**Task input:**
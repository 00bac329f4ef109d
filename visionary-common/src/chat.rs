//! Visitor identity and chat session rules
//!
//! A session is keyed by the visitor token. Every append bumps the unread
//! counter of the party that did *not* write the message; each party clears
//! only its own counter.

use std::fmt;
use std::str::FromStr;

use rand::Rng;
use serde::{Deserialize, Serialize};

use crate::models::{ChatMessage, ChatSession, Sender, Template};
use crate::{Error, Result};

const VISITOR_PREFIX: &str = "user_";
const VISITOR_SUFFIX_LEN: usize = 9;
const BASE36: &[u8] = b"0123456789abcdefghijklmnopqrstuvwxyz";

/// Id of the admin greeting that opens every session
pub const WELCOME_MESSAGE_ID: &str = "welcome";

pub const DEFAULT_WELCOME: &str =
    "Hello! Welcome to Visionary. Ask us anything about our templates.";

/// Opaque visitor token, `user_` followed by 9 base-36 characters
#[derive(Debug, Clone, PartialEq, Eq, Hash, Serialize, Deserialize)]
#[serde(try_from = "String", into = "String")]
pub struct VisitorId(String);

impl VisitorId {
    pub fn generate() -> Self {
        let mut rng = rand::thread_rng();
        let suffix: String = (0..VISITOR_SUFFIX_LEN)
            .map(|_| BASE36[rng.gen_range(0..BASE36.len())] as char)
            .collect();
        VisitorId(format!("{}{}", VISITOR_PREFIX, suffix))
    }

    pub fn as_str(&self) -> &str {
        &self.0
    }

    /// Last four characters, used in the default display name
    pub fn short(&self) -> &str {
        let start = self.0.len().saturating_sub(4);
        &self.0[start..]
    }

    pub fn display_name(&self) -> String {
        format!("Visitor {}", self.short())
    }
}

impl FromStr for VisitorId {
    type Err = Error;

    /// Accepts any token of the form `user_<alphanumeric>`
    ///
    /// Tokens are client-held, so older ones with a different suffix length
    /// are still honoured.
    fn from_str(s: &str) -> Result<Self> {
        let suffix = s
            .strip_prefix(VISITOR_PREFIX)
            .ok_or_else(|| Error::InvalidInput(format!("Invalid visitor id: {}", s)))?;
        if suffix.is_empty() || !suffix.chars().all(|c| c.is_ascii_alphanumeric()) {
            return Err(Error::InvalidInput(format!("Invalid visitor id: {}", s)));
        }
        Ok(VisitorId(s.to_string()))
    }
}

impl TryFrom<String> for VisitorId {
    type Error = Error;

    fn try_from(value: String) -> Result<Self> {
        value.parse()
    }
}

impl From<VisitorId> for String {
    fn from(id: VisitorId) -> Self {
        id.0
    }
}

impl fmt::Display for VisitorId {
    fn fmt(&self, f: &mut fmt::Formatter<'_>) -> fmt::Result {
        f.write_str(&self.0)
    }
}

/// Side of the conversation looking at a session
#[derive(Debug, Clone, Copy, PartialEq, Eq, Serialize, Deserialize)]
#[serde(rename_all = "lowercase")]
pub enum Party {
    Customer,
    Admin,
}

impl Party {
    /// The party whose unread counter a message from `sender` increments
    pub fn recipient_of(sender: Sender) -> Party {
        match sender {
            Sender::Customer => Party::Admin,
            Sender::Admin | Sender::Assistant => Party::Customer,
        }
    }
}

/// Fresh session for a first-time visitor
///
/// Starts with the admin welcome message, which counts as one unread message
/// for the customer.
pub fn new_session(visitor: &VisitorId, welcome: &str, now_ms: i64) -> ChatSession {
    let welcome = ChatMessage {
        id: WELCOME_MESSAGE_ID.to_string(),
        sender: Sender::Admin,
        content: welcome.to_string(),
        timestamp: now_ms,
        kind: Default::default(),
    };

    ChatSession {
        session_id: visitor.as_str().to_string(),
        user_id: visitor.as_str().to_string(),
        user_name: visitor.display_name(),
        avatar: None,
        messages: vec![welcome],
        last_updated: now_ms,
        unread_admin_count: 0,
        unread_user_count: 1,
    }
}

/// Append one message and bump the opposite party's unread counter
pub fn append(session: &mut ChatSession, message: ChatMessage, now_ms: i64) {
    match Party::recipient_of(message.sender) {
        Party::Admin => {
            session.unread_admin_count = session.unread_admin_count.saturating_add(1);
        }
        Party::Customer => {
            session.unread_user_count = session.unread_user_count.saturating_add(1);
        }
    }
    session.messages.push(message);
    session.last_updated = now_ms;
}

/// Clear the viewing party's own counter
///
/// Returns `true` when the counter was non-zero, i.e. a write is needed.
pub fn mark_read(session: &mut ChatSession, party: Party) -> bool {
    let counter = match party {
        Party::Customer => &mut session.unread_user_count,
        Party::Admin => &mut session.unread_admin_count,
    };
    let changed = *counter != 0;
    *counter = 0;
    changed
}

/// Sessions for the admin console, most recently active first
pub fn sort_by_activity(sessions: &mut [ChatSession]) {
    sessions.sort_by(|a, b| b.last_updated.cmp(&a.last_updated));
}

/// Pre-filled message for the "contact us" action
pub fn contact_prompt(template: Option<&Template>) -> String {
    match template {
        Some(t) => format!("Hi, I'd like to ask about 【{}】.", t.title),
        None => "Hi, I'd like to ask about your templates.".to_string(),
    }
}

/// Storage object name for a chat attachment
///
/// `<visitor>_<ms>.<ext>`; the extension comes from the uploaded file name,
/// falling back to the MIME subtype.
pub fn attachment_object_name(visitor: &VisitorId, filename: Option<&str>, mime: &str, now_ms: i64) -> String {
    let from_name = filename
        .and_then(|name| name.rsplit_once('.'))
        .map(|(_, ext)| ext)
        .filter(|ext| !ext.is_empty() && ext.chars().all(|c| c.is_ascii_alphanumeric()));
    let ext = match from_name {
        Some(ext) => ext.to_ascii_lowercase(),
        None => mime
            .split('/')
            .nth(1)
            .map(|sub| sub.split(';').next().unwrap_or(sub).trim().to_ascii_lowercase())
            .filter(|sub| !sub.is_empty())
            .unwrap_or_else(|| "bin".to_string()),
    };
    format!("{}_{}.{}", visitor, now_ms, ext)
}
//! Admin back-office endpoints (bearer-protected)

use axum::{
    extract::{Path, State},
    http::StatusCode,
    Json,
};
use serde::{Deserialize, Serialize};
use tracing::info;
use visionary_common::catalog::Direction;
use visionary_common::models::SiteSettings;
use visionary_common::{ChatSession, SiteContent, Template};

use crate::error::ApiResult;
use crate::storefront::TemplateDraft;
use crate::AppState;

// ========================================
// Templates
// ========================================

/// POST /api/admin/templates
pub async fn create_template(
    State(state): State<AppState>,
    Json(draft): Json<TemplateDraft>,
) -> ApiResult<(StatusCode, Json<Template>)> {
    let template = state.storefront.create_template(draft).await?;
    Ok((StatusCode::CREATED, Json(template)))
}

/// PUT /api/admin/templates/:id
pub async fn update_template(
    State(state): State<AppState>,
    Path(id): Path<String>,
    Json(draft): Json<TemplateDraft>,
) -> ApiResult<Json<Template>> {
    Ok(Json(state.storefront.update_template(&id, draft).await?))
}

/// DELETE /api/admin/templates/:id
pub async fn delete_template(
    State(state): State<AppState>,
    Path(id): Path<String>,
) -> ApiResult<StatusCode> {
    state.storefront.delete_template(&id).await?;
    Ok(StatusCode::NO_CONTENT)
}

#[derive(Debug, Deserialize)]
pub struct ReorderRequest {
    pub index: usize,
    pub direction: Direction,
}

#[derive(Debug, Serialize)]
pub struct ReorderResponse {
    pub ids: Vec<String>,
}

/// POST /api/admin/templates/reorder
pub async fn reorder_templates(
    State(state): State<AppState>,
    Json(req): Json<ReorderRequest>,
) -> ApiResult<Json<ReorderResponse>> {
    let ids = state.storefront.reorder(req.index, req.direction).await?;
    Ok(Json(ReorderResponse { ids }))
}

// ========================================
// Settings
// ========================================

#[derive(Debug, Deserialize)]
pub struct SettingsRequest {
    pub contact_handle: Option<String>,
    pub learning_url: Option<String>,
}

/// PUT /api/admin/settings
pub async fn update_settings(
    State(state): State<AppState>,
    Json(req): Json<SettingsRequest>,
) -> ApiResult<Json<SiteSettings>> {
    let settings = state
        .storefront
        .update_settings(req.contact_handle, req.learning_url)
        .await?;
    info!("Settings saved");
    Ok(Json(settings))
}

/// PUT /api/admin/site-content
pub async fn update_site_content(
    State(state): State<AppState>,
    Json(content): Json<SiteContent>,
) -> ApiResult<Json<SiteContent>> {
    Ok(Json(state.storefront.update_site_content(content).await?))
}

// ========================================
// Chat console
// ========================================

/// GET /api/admin/chat/sessions
pub async fn list_sessions(State(state): State<AppState>) -> ApiResult<Json<Vec<ChatSession>>> {
    Ok(Json(state.chat.list_sessions().await?))
}

/// POST /api/admin/chat/sessions/:id/select
pub async fn select_session(
    State(state): State<AppState>,
    Path(id): Path<String>,
) -> ApiResult<Json<ChatSession>> {
    Ok(Json(state.chat.select_session(&id).await?))
}

#[derive(Debug, Deserialize)]
pub struct ReplyRequest {
    pub content: String,
}

/// POST /api/admin/chat/sessions/:id/messages
pub async fn reply(
    State(state): State<AppState>,
    Path(id): Path<String>,
    Json(req): Json<ReplyRequest>,
) -> ApiResult<Json<ChatSession>> {
    Ok(Json(state.chat.reply(&id, &req.content).await?))
}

**Work to complete:** Could you copy each line from the listing that has the word "Clone" in it?

**Answer to this problem:**
#[derive(Debug, Clone, PartialEq, Eq, Hash, Serialize, Deserialize)]
#[derive(Debug, Clone, Copy, PartialEq, Eq, Serialize, Deserialize)]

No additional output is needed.